┌─ SOURCE MATERIAL

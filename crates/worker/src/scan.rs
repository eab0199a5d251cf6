//! Periodic work order generation scan (PRD-08).
//!
//! Spawns a long-running loop that invokes the generation engine on a fixed
//! interval using `tokio::time::interval`. A failed pass is logged and
//! retried on the next tick; the engine never retries internally.

use std::sync::Arc;
use std::time::Duration;

use plantops_events::EventBus;
use sqlx::PgPool;
use tokio_util::sync::CancellationToken;

/// How often the generation scan runs by default.
const DEFAULT_SCAN_INTERVAL: Duration = Duration::from_secs(3600); // 1 hour

/// Resolve the scan interval from `GENERATION_INTERVAL_SECS`.
pub fn scan_interval_from_env() -> Duration {
    std::env::var("GENERATION_INTERVAL_SECS")
        .ok()
        .and_then(|v| v.parse().ok())
        .map(Duration::from_secs)
        .unwrap_or(DEFAULT_SCAN_INTERVAL)
}

/// Run the generation scan loop.
///
/// Invokes `generate_due_work_orders` every `interval` until `cancel` is
/// triggered.
pub async fn run(pool: PgPool, bus: Arc<EventBus>, interval: Duration, cancel: CancellationToken) {
    tracing::info!(
        interval_secs = interval.as_secs(),
        "Work order generation scan started"
    );

    let mut ticker = tokio::time::interval(interval);

    loop {
        tokio::select! {
            _ = cancel.cancelled() => {
                tracing::info!("Work order generation scan stopping");
                break;
            }
            _ = ticker.tick() => {
                match plantops_engine::generation::generate_due_work_orders(&pool, &bus).await {
                    Ok(created) => {
                        if created.is_empty() {
                            tracing::debug!("Generation scan: nothing due");
                        } else {
                            tracing::info!(
                                created = created.len(),
                                "Generation scan: work orders created"
                            );
                        }
                    }
                    Err(e) => {
                        tracing::error!(error = %e, "Generation scan failed; will retry next interval");
                    }
                }
            }
        }
    }
}
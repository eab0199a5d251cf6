//! Integration tests for manual work order creation.
//!
//! Covers the creation-time discipline/category gate, the work order type
//! category check, and the requested-state defaults.

use plantops_db::models::asset::CreateAsset;
use plantops_db::models::status::WorkOrderStatus;
use plantops_db::models::work_order_type::CreateWorkOrderType;
use plantops_db::repositories::{AssetRepo, WorkOrderRepo, WorkOrderTypeRepo};
use plantops_engine::work_order::{create_manual, ManualWorkOrderRequest};
use plantops_engine::EngineError;
use plantops_events::EventBus;
use sqlx::PgPool;

// ---------------------------------------------------------------------------
// Helpers
// ---------------------------------------------------------------------------

async fn new_asset(pool: &PgPool, code: &str) -> i64 {
    AssetRepo::create(
        pool,
        &CreateAsset {
            name: format!("Conveyor {code}"),
            code: code.to_string(),
            plant: "south".to_string(),
            area: None,
            sector: None,
            is_active: None,
        },
    )
    .await
    .unwrap()
    .id
}

fn request(asset_id: i64, discipline: &str, category: &str) -> ManualWorkOrderRequest {
    ManualWorkOrderRequest {
        asset_id,
        requested_by: 3,
        work_order_type_id: None,
        priority: None,
        discipline: discipline.to_string(),
        category: category.to_string(),
        title: "Belt replacement".to_string(),
        description: None,
    }
}

// ---------------------------------------------------------------------------
// Creation
// ---------------------------------------------------------------------------

#[sqlx::test(migrations = "../../db/migrations")]
async fn manual_order_starts_requested(pool: PgPool) {
    let bus = EventBus::default();
    let asset_id = new_asset(&pool, "CNV-001").await;

    let order = create_manual(&pool, &bus, &request(asset_id, "maintenance", "corrective"))
        .await
        .unwrap();
    assert_eq!(order.status_id, WorkOrderStatus::Requested.id());
    assert_eq!(order.requested_by, Some(3));
    assert_eq!(order.source_type, "manual");
    assert_eq!(order.source_ref, 3);

    // A manual order never carries a form snapshot at creation.
    assert!(order.form_snapshot.is_none());
}

#[sqlx::test(migrations = "../../db/migrations")]
async fn incompatible_category_fails_before_any_write(pool: PgPool) {
    let bus = EventBus::default();
    let asset_id = new_asset(&pool, "CNV-002").await;

    // Calibration belongs to the quality discipline.
    let result = create_manual(&pool, &bus, &request(asset_id, "maintenance", "calibration")).await;
    assert!(matches!(result, Err(EngineError::Core(_))));

    let orders = WorkOrderRepo::list_for_asset(&pool, asset_id, 10, 0).await.unwrap();
    assert!(orders.is_empty());
}

#[sqlx::test(migrations = "../../db/migrations")]
async fn type_category_checked_against_discipline(pool: PgPool) {
    let bus = EventBus::default();
    let asset_id = new_asset(&pool, "CNV-003").await;
    let wo_type = WorkOrderTypeRepo::create(
        &pool,
        &CreateWorkOrderType {
            name: "Instrument calibration".to_string(),
            category: "calibration".to_string(),
            description: None,
        },
    )
    .await
    .unwrap();

    // The order's own pair is fine, but the type is quality-side.
    let mut input = request(asset_id, "maintenance", "preventive");
    input.work_order_type_id = Some(wo_type.id);
    let result = create_manual(&pool, &bus, &input).await;
    assert!(matches!(result, Err(EngineError::Core(_))));

    // Under the quality discipline the same type is accepted.
    let mut input = request(asset_id, "quality", "calibration");
    input.work_order_type_id = Some(wo_type.id);
    let order = create_manual(&pool, &bus, &input).await.unwrap();
    assert_eq!(order.work_order_type_id, Some(wo_type.id));
}

#[sqlx::test(migrations = "../../db/migrations")]
async fn missing_asset_rejected(pool: PgPool) {
    let bus = EventBus::default();
    let result = create_manual(&pool, &bus, &request(9999, "maintenance", "corrective")).await;
    assert!(matches!(result, Err(EngineError::Core(_))));
}
//! Root component owning the console's auth state.
//!
//! SYSTEM CONTEXT
//! ==============
//! Mounted once above the router. Provides an `AuthContext` handle (write
//! access through `set_identity`, reader for gates) and a read-only
//! `ReadSignal<AuthState>` mirror for identity-aware pages, then kicks off
//! the startup credential check in the browser.

use std::rc::Rc;

use leptos::prelude::*;

use crate::config::ConsoleConfig;
use crate::net::types::AdminIdentity;
use crate::state::auth::AuthReader;
use crate::state::provider::AuthStateProvider;

/// Context handle onto the single `AuthStateProvider`.
#[derive(Clone, Copy)]
pub struct AuthContext {
    provider: StoredValue<Rc<AuthStateProvider>, LocalStorage>,
}

impl AuthContext {
    #[must_use]
    pub fn reader(&self) -> AuthReader {
        self.provider.with_value(|p| p.reader())
    }

    /// Publish a login (`Some`) or logout (`None`).
    pub fn set_identity(&self, identity: Option<AdminIdentity>) {
        self.provider.with_value(|p| p.set_identity(identity));
    }
}

/// The auth handle provided by the nearest `AuthProvider`.
///
/// # Panics
///
/// Panics when called outside an `AuthProvider`.
pub fn use_auth() -> AuthContext {
    expect_context::<AuthContext>()
}

#[component]
pub fn AuthProvider(children: Children) -> impl IntoView {
    let config = expect_context::<ConsoleConfig>();
    let provider = Rc::new(AuthStateProvider::new());
    let reader = provider.reader();

    let snapshot = RwSignal::new(reader.get());
    let mirror = reader.subscribe(move |state| snapshot.set(state.clone()));
    let _mirror = StoredValue::new_local(mirror);

    provide_context(AuthContext { provider: StoredValue::new_local(Rc::clone(&provider)) });
    provide_context(snapshot.read_only());

    #[cfg(feature = "hydrate")]
    leptos::task::spawn_local(async move {
        let transport = crate::net::transport::HttpTransport::new(config.clone());
        provider.resolve(|| check_stored_credential(&transport, &config)).await;
    });
    #[cfg(not(feature = "hydrate"))]
    {
        // The server never learns the identity; gates render placeholders.
        let _ = (config, provider);
    }

    children()
}

/// Credential check bounded by the configured timeout, if any.
#[cfg(feature = "hydrate")]
async fn check_stored_credential(
    transport: &crate::net::transport::HttpTransport,
    config: &ConsoleConfig,
) -> Result<Option<AdminIdentity>, crate::error::ResolutionFailure> {
    use crate::error::ResolutionFailure;
    use crate::util::timeout::{race_deadline, sleep};

    let check = crate::net::api::resolve_identity(transport, transport.credential());
    match config.resolve_timeout {
        Some(limit) => {
            let millis = u32::try_from(limit.as_millis()).unwrap_or(u32::MAX);
            race_deadline(check, sleep(limit))
                .await
                .unwrap_or(Err(ResolutionFailure::TimedOut(millis)))
        }
        None => check.await,
    }
}
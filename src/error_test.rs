use super::*;

#[test]
fn rejected_401_and_403_invalidate_credential() {
    assert!(ResolutionFailure::Rejected(401).invalidates_credential());
    assert!(ResolutionFailure::Rejected(403).invalidates_credential());
}

#[test]
fn server_errors_and_timeouts_keep_credential() {
    assert!(!ResolutionFailure::Rejected(500).invalidates_credential());
    assert!(!ResolutionFailure::Transport("offline".to_owned()).invalidates_credential());
    assert!(!ResolutionFailure::TimedOut(5000).invalidates_credential());
}

#[test]
fn status_error_message_includes_code_and_backend_message() {
    let err = RequestError::Status { status: 503, message: "cache offline".to_owned() };
    assert_eq!(err.to_string(), "request failed (503): cache offline");
}

#[test]
fn unavailable_message_matches_server_stub_wording() {
    assert_eq!(RequestError::Unavailable.to_string(), "not available on server");
}
//! Server-side cache inspection and clearing.

#[cfg(test)]
#[path = "cache_test.rs"]
mod cache_test;

use super::transport::{AdminTransport, ApiRequest, decode_envelope, decode_payload};
use super::types::{CacheStats, Envelope};
use crate::error::RequestError;

const STATS_PATH: &str = "cache/stats";
const CLEAR_PATH: &str = "cache/clear";

/// Cache statistics and full clears. No selective clearing.
pub struct CacheAdmin<T> {
    transport: T,
}

impl<T: AdminTransport> CacheAdmin<T> {
    pub fn new(transport: T) -> Self {
        Self { transport }
    }

    /// Fetch cache statistics exactly as the backend reports them.
    ///
    /// # Errors
    ///
    /// Returns `RequestError` on transport failure, non-success status, or a
    /// response without a stats object.
    pub async fn get_stats(&self) -> Result<Envelope<CacheStats>, RequestError> {
        let response = self
            .transport
            .send(ApiRequest::get(STATS_PATH))
            .await
            .inspect_err(|e| log::warn!("cache stats failed: {e}"))?;
        decode_payload(&response, "cache stats").inspect_err(|e| log::warn!("cache stats rejected: {e}"))
    }

    /// Drop every cache entry. Succeeds on an already-empty cache.
    ///
    /// # Errors
    ///
    /// Returns `RequestError` on transport failure or non-success status.
    pub async fn clear_all(&self) -> Result<Envelope<()>, RequestError> {
        let response = self
            .transport
            .send(ApiRequest::post(CLEAR_PATH, None))
            .await
            .inspect_err(|e| log::warn!("cache clear failed: {e}"))?;
        let envelope = decode_envelope::<serde_json::Value>(&response)
            .inspect_err(|e| log::warn!("cache clear rejected: {e}"))?;
        if envelope.data.is_some() {
            log::debug!("ignoring payload on cache clear response");
        }
        log::info!("cache cleared: {}", envelope.message);
        Ok(Envelope {
            status: envelope.status,
            message: envelope.message,
            data: None,
        })
    }
}
//! Utility helpers shared across console modules.
//!
//! SYSTEM CONTEXT
//! ==============
//! Utility modules isolate browser/environment concerns (storage, timers)
//! from state and page logic to improve reuse and testability.

pub mod credential;
pub mod timeout;
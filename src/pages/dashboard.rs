//! Dashboard page: the authenticated landing.

use leptos::prelude::*;

use crate::components::auth_provider::use_auth;
use crate::config::ConsoleConfig;
use crate::state::auth::AuthState;

/// Greets the admin and links to the admin tools.
/// Signing out clears the identity; the `RequireAuth` gate does the redirect.
#[component]
pub fn DashboardPage() -> impl IntoView {
    let auth = use_auth();
    let state = expect_context::<ReadSignal<AuthState>>();
    let config = expect_context::<ConsoleConfig>();

    let display_name = move || {
        state
            .get()
            .identity()
            .map(|admin| admin.username.clone())
            .unwrap_or_default()
    };

    let on_logout = move |_| {
        #[cfg(feature = "hydrate")]
        {
            let config = config.clone();
            leptos::task::spawn_local(async move {
                let transport = crate::net::transport::HttpTransport::new(config);
                if let Err(e) = crate::net::api::logout(&transport, transport.credential()).await {
                    log::warn!("logout request failed: {e}");
                }
                auth.set_identity(None);
            });
        }
        #[cfg(not(feature = "hydrate"))]
        {
            let _ = (&config, auth);
        }
    };

    view! {
        <div class="dashboard-page">
            <header class="dashboard-page__header">
                <h1>"Admin Console"</h1>
                <span class="dashboard-page__user">{display_name}</span>
                <button class="btn" on:click=on_logout disabled=move || !state.get().is_signed_in()>
                    "Sign out"
                </button>
            </header>
            <nav class="dashboard-page__links">
                <a href="/sessions" class="dashboard-page__link">"Sessions"</a>
                <a href="/cache" class="dashboard-page__link">"Cache"</a>
            </nav>
        </div>
    }
}
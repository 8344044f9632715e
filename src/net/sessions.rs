//! Session inventory and bulk revocation for the signed-in admin.
//!
//! DESIGN
//! ======
//! The directory remembers the first session the backend ever marked as
//! current ("pinned"). A bulk revoke always lists first and always names the
//! pinned session as the one to keep, so a backend that flips `isCurrent`
//! between calls cannot make this browser sign itself out.

#[cfg(test)]
#[path = "sessions_test.rs"]
mod sessions_test;

use std::cell::RefCell;

use super::transport::{AdminTransport, ApiRequest, decode_payload};
use super::types::{Envelope, RevokeResult, SessionList};
use crate::error::RequestError;

const SESSIONS_PATH: &str = "sessions";
const REVOKE_OTHERS_PATH: &str = "sessions/revoke-others";

/// Listing and revocation of authenticated sessions.
pub struct SessionDirectory<T> {
    transport: T,
    pinned_current: RefCell<Option<String>>,
}

impl<T: AdminTransport> SessionDirectory<T> {
    pub fn new(transport: T) -> Self {
        Self {
            transport,
            pinned_current: RefCell::new(None),
        }
    }

    /// Id of this browser's own session, once a listing has revealed it.
    pub fn pinned_current(&self) -> Option<String> {
        self.pinned_current.borrow().clone()
    }

    /// Fetch all sessions of the signed-in admin, in backend order.
    ///
    /// # Errors
    ///
    /// Returns `RequestError` when the request fails, the backend answers
    /// with a non-success status, or the payload is malformed (including a
    /// `count` that disagrees with the number of sessions).
    pub async fn list_sessions(&self) -> Result<Envelope<SessionList>, RequestError> {
        let response = self
            .transport
            .send(ApiRequest::get(SESSIONS_PATH))
            .await
            .inspect_err(|e| log::warn!("session listing failed: {e}"))?;
        let envelope = decode_payload::<SessionList>(&response, "session listing")
            .inspect_err(|e| log::warn!("session listing rejected: {e}"))?;

        if let Some(listing) = &envelope.data {
            if listing.count != listing.sessions.len() {
                return Err(RequestError::Malformed(format!(
                    "session count {} does not match {} listed sessions",
                    listing.count,
                    listing.sessions.len()
                )));
            }
            self.pin_current(listing);
        }
        Ok(envelope)
    }

    /// Sign out every session except this browser's own.
    ///
    /// Always lists sessions right before the revoke, so the reported count
    /// is checked against what the backend held at that moment.
    ///
    /// # Errors
    ///
    /// Returns `RequestError::Inconsistent` when no current session is known
    /// or when the backend reports more revocations than the listing had
    /// other sessions; otherwise the same failures as [`Self::list_sessions`].
    pub async fn revoke_all_other_sessions(&self) -> Result<Envelope<RevokeResult>, RequestError> {
        let listing = self
            .list_sessions()
            .await?
            .data
            .ok_or_else(|| RequestError::Malformed("session listing without data".to_owned()))?;

        let Some(keep) = self.pinned_current() else {
            return Err(RequestError::Inconsistent(
                "the current session is not in the session listing".to_owned(),
            ));
        };
        let others = listing.sessions.iter().filter(|s| s.id != keep).count();

        let body = serde_json::json!({ "keepSessionId": keep });
        let response = self
            .transport
            .send(ApiRequest::post(REVOKE_OTHERS_PATH, Some(body)))
            .await
            .inspect_err(|e| log::warn!("session revoke failed: {e}"))?;
        let envelope = decode_payload::<RevokeResult>(&response, "session revoke")
            .inspect_err(|e| log::warn!("session revoke rejected: {e}"))?;

        let revoked = envelope.data.as_ref().map_or(0, |r| r.sessions_revoked);
        if revoked > others {
            return Err(RequestError::Inconsistent(format!(
                "backend revoked {revoked} sessions but only {others} other sessions were listed"
            )));
        }
        log::info!("revoked {revoked} other sessions");
        Ok(envelope)
    }

    fn pin_current(&self, listing: &SessionList) {
        let mut pinned = self.pinned_current.borrow_mut();
        if pinned.is_none() {
            *pinned = listing.current().map(|s| s.id.clone());
        } else if listing.current().is_some_and(|s| Some(&s.id) != pinned.as_ref()) {
            log::debug!("backend moved the current-session marker; keeping the pinned session");
        }
    }
}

└─

▶ **WORK ITEM**:
What you return should be exactly the lines above, starting at the one with "impl<T: AdminTransport> CacheAdmin<T>" and ending at the one with "a stats object.", and nothing else.

▶ **WORKED SOLUTION**:
impl<T: AdminTransport> CacheAdmin<T> {
    pub fn new(transport: T) -> Self {
        Self { transport }
    }

    /// Fetch cache statistics exactly as the backend reports them.
    ///
    /// # Errors
    ///
    /// Returns `RequestError` on transport failure, non-success status, or a
    /// response without a stats object.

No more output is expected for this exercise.